What to produce: Examine the entries and show every line in which the word "header" is found.

Supplied entries:
# # # #

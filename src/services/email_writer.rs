use async_trait::async_trait;
use reqwest::Client;
use serde::Deserialize;
use serde_json::json;
use tracing::debug;

use super::scorer::extract_json;
use super::{EmailDraft, EmailDrafter};
use crate::models::{Lead, Result};

const ANTHROPIC_URL: &str = "https://api.anthropic.com/v1/messages";
const ANTHROPIC_VERSION: &str = "2023-06-01";
const ANTHROPIC_MODEL: &str = "claude-sonnet-4-20250514";

const EMAIL_PROMPT: &str = r#"You are writing a cold outreach email in Dutch for a web design agency.

Target: {business_name}, a {business_type} in {city}
Their current website: {website_url}
Website score: {site_score}/100
Key issues: {issues}
Preview redesign URL: {preview_url}

Write a SHORT (max 150 words), personalized cold email in Dutch that:
1. Opens with something specific about THEIR business (not generic)
2. Mentions 1-2 specific issues with their current site (be tactful, not insulting)
3. Links to the preview redesign you already built for them
4. Ends with a soft CTA: "Wil je even kijken? Ik hoor graag wat je ervan vindt."
5. Feels human, not salesy. Like a helpful neighbor, not a pushy vendor.

Tone: Casual-professional Dutch. No "Geachte", use "Hoi {business_name}"
Subject line: Short, curiosity-driven, personalized

Return ONLY a JSON object (no markdown, no extra text):
{
    "subject": "...",
    "body": "..."
}"#;

#[derive(Debug, Deserialize)]
struct DraftPayload {
    subject: String,
    body: String,
}

// A lead can reach the drafting step with no analysis at all; missing facts
// become explicit placeholders rather than failing the stage.
fn fill_prompt(lead: &Lead, preview_url: Option<&str>) -> String {
    let issues = if lead.site_issues.is_empty() {
        "No analysis available".to_string()
    } else {
        lead.site_issues.join(", ")
    };
    let score = lead
        .site_score
        .map(|s| s.to_string())
        .unwrap_or_else(|| "N/A".to_string());

    EMAIL_PROMPT
        .replace("{business_name}", &lead.business_name)
        .replace("{business_type}", &lead.business_type)
        .replace("{city}", &lead.city)
        .replace("{website_url}", lead.website_url.as_deref().unwrap_or("No website"))
        .replace("{site_score}", &score)
        .replace("{issues}", &issues)
        .replace("{preview_url}", preview_url.unwrap_or("Not yet generated"))
}

/// Personalized Dutch cold emails via the Anthropic Messages API.
pub struct ClaudeEmailDrafter {
    api_key: String,
    client: Client,
}

impl ClaudeEmailDrafter {
    pub fn new(api_key: String) -> Self {
        Self {
            api_key,
            client: Client::new(),
        }
    }
}

#[async_trait]
impl EmailDrafter for ClaudeEmailDrafter {
    async fn draft(&self, lead: &Lead, preview_url: Option<&str>) -> Result<EmailDraft> {
        let prompt = fill_prompt(lead, preview_url);
        debug!("Drafting email for {}", lead.business_name);

        let response = self
            .client
            .post(ANTHROPIC_URL)
            .header("x-api-key", &self.api_key)
            .header("anthropic-version", ANTHROPIC_VERSION)
            .json(&json!({
                "model": ANTHROPIC_MODEL,
                "max_tokens": 1024,
                "messages": [{"role": "user", "content": prompt}],
            }))
            .send()
            .await?;

        if !response.status().is_success() {
            let status = response.status();
            let body = response.text().await.unwrap_or_default();
            return Err(format!("Anthropic error {}: {}", status, body).into());
        }

        let data: serde_json::Value = response.json().await?;
        let text = data
            .get("content")
            .and_then(|c| c.get(0))
            .and_then(|c| c.get("text"))
            .and_then(|t| t.as_str())
            .ok_or("Anthropic response had no text content")?;

        let payload: DraftPayload = serde_json::from_str(extract_json(text))?;
        Ok(EmailDraft {
            subject: payload.subject,
            body: payload.body,
        })
    }
}

// (subject template, body template)
const MOCK_EMAILS: &[(&str, &str)] = &[
    (
        "Ik heb iets voor {name} gebouwd",
        "Hoi {name},\n\nIk kwam jullie website tegen en viel me op dat het design wat gedateerd oogt en de contactgegevens lastig te vinden zijn op mobiel.\n\nUit nieuwsgierigheid heb ik een modern alternatief in elkaar gezet — speciaal voor jullie:\n{preview}\n\nGeen verplichtingen, gewoon even kijken. Wil je even kijken? Ik hoor graag wat je ervan vindt.\n\nGroet,\nLeadPilot Team",
    ),
    (
        "Een nieuw jasje voor {name}?",
        "Hoi {name},\n\nToen ik jullie website bekeek viel me op dat deze niet optimaal werkt op telefoons en de laadtijd wat lang is.\n\nIk heb alvast een voorbeeld gemaakt van hoe het eruitzien kan:\n{preview}\n\nHet is vrijblijvend — ik ben benieuwd naar jullie reactie. Wil je even kijken? Ik hoor graag wat je ervan vindt.\n\nVriendelijke groet,\nLeadPilot Team",
    ),
    (
        "Jullie website kan zoveel meer doen",
        "Hoi {name},\n\nAls {type} in {city} doen jullie duidelijk goed werk — dat zie ik aan de reviews. Maar eerlijk gezegd doet jullie website dat niet helemaal recht.\n\nIk heb een gratis redesign-voorbeeld voor jullie gemaakt:\n{preview}\n\nWil je even kijken? Ik hoor graag wat je ervan vindt.\n\nGroeten,\nLeadPilot Team",
    ),
];

/// Development stand-in: Dutch templates with name/preview substitution.
pub struct MockEmailDrafter;

impl MockEmailDrafter {
    pub fn new() -> Self {
        Self
    }
}

impl Default for MockEmailDrafter {
    fn default() -> Self {
        Self::new()
    }
}

#[async_trait]
impl EmailDrafter for MockEmailDrafter {
    async fn draft(&self, lead: &Lead, preview_url: Option<&str>) -> Result<EmailDraft> {
        let (subject, body) = MOCK_EMAILS[fastrand::usize(..MOCK_EMAILS.len())];
        let preview = preview_url.unwrap_or("https://preview.example.com");

        Ok(EmailDraft {
            subject: subject.replace("{name}", &lead.business_name),
            body: body
                .replace("{name}", &lead.business_name)
                .replace("{type}", &lead.business_type)
                .replace("{city}", &lead.city)
                .replace("{preview}", preview),
        })
    }
}

#[cfg(test)]
mod tests {
    use super::*;
    use crate::models::BusinessRecord;

    fn lead() -> Lead {
        Lead::from_record(
            None,
            &BusinessRecord {
                business_name: "Tandarts Praktijk Jansen".to_string(),
                business_type: "dentist".to_string(),
                address: "".to_string(),
                city: "Utrecht".to_string(),
                phone: None,
                email: None,
                website_url: Some("http://tandartsjansen.nl".to_string()),
                maps_url: "".to_string(),
                rating: None,
                reviews_count: None,
            },
        )
    }

    #[tokio::test]
    async fn mock_drafter_substitutes_name_and_preview() {
        let drafter = MockEmailDrafter::new();
        let preview = "https://tandarts-jansen-abc123.jouwdomein.nl";
        let draft = drafter.draft(&lead(), Some(preview)).await.unwrap();
        assert!(!draft.subject.is_empty());
        assert!(draft.body.contains("Tandarts Praktijk Jansen"));
        assert!(draft.body.contains(preview));
    }

    #[test]
    fn prompt_degrades_to_placeholders_without_analysis() {
        let prompt = fill_prompt(&lead(), None);
        assert!(prompt.contains("No analysis available"));
        assert!(prompt.contains("N/A/100"));
        assert!(prompt.contains("Not yet generated"));
    }

    #[test]
    fn prompt_carries_score_and_issues_when_present() {
        let mut lead = lead();
        lead.site_score = Some(35);
        lead.site_issues = vec!["Cluttered navigation menu".to_string()];
        let prompt = fill_prompt(&lead, Some("https://p.jouwdomein.nl"));
        assert!(prompt.contains("35/100"));
        assert!(prompt.contains("Cluttered navigation menu"));
        assert!(prompt.contains("https://p.jouwdomein.nl"));
    }
}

# # # #

Output for this task:
            .header("x-api-key", &self.api_key)
            .header("anthropic-version", ANTHROPIC_VERSION)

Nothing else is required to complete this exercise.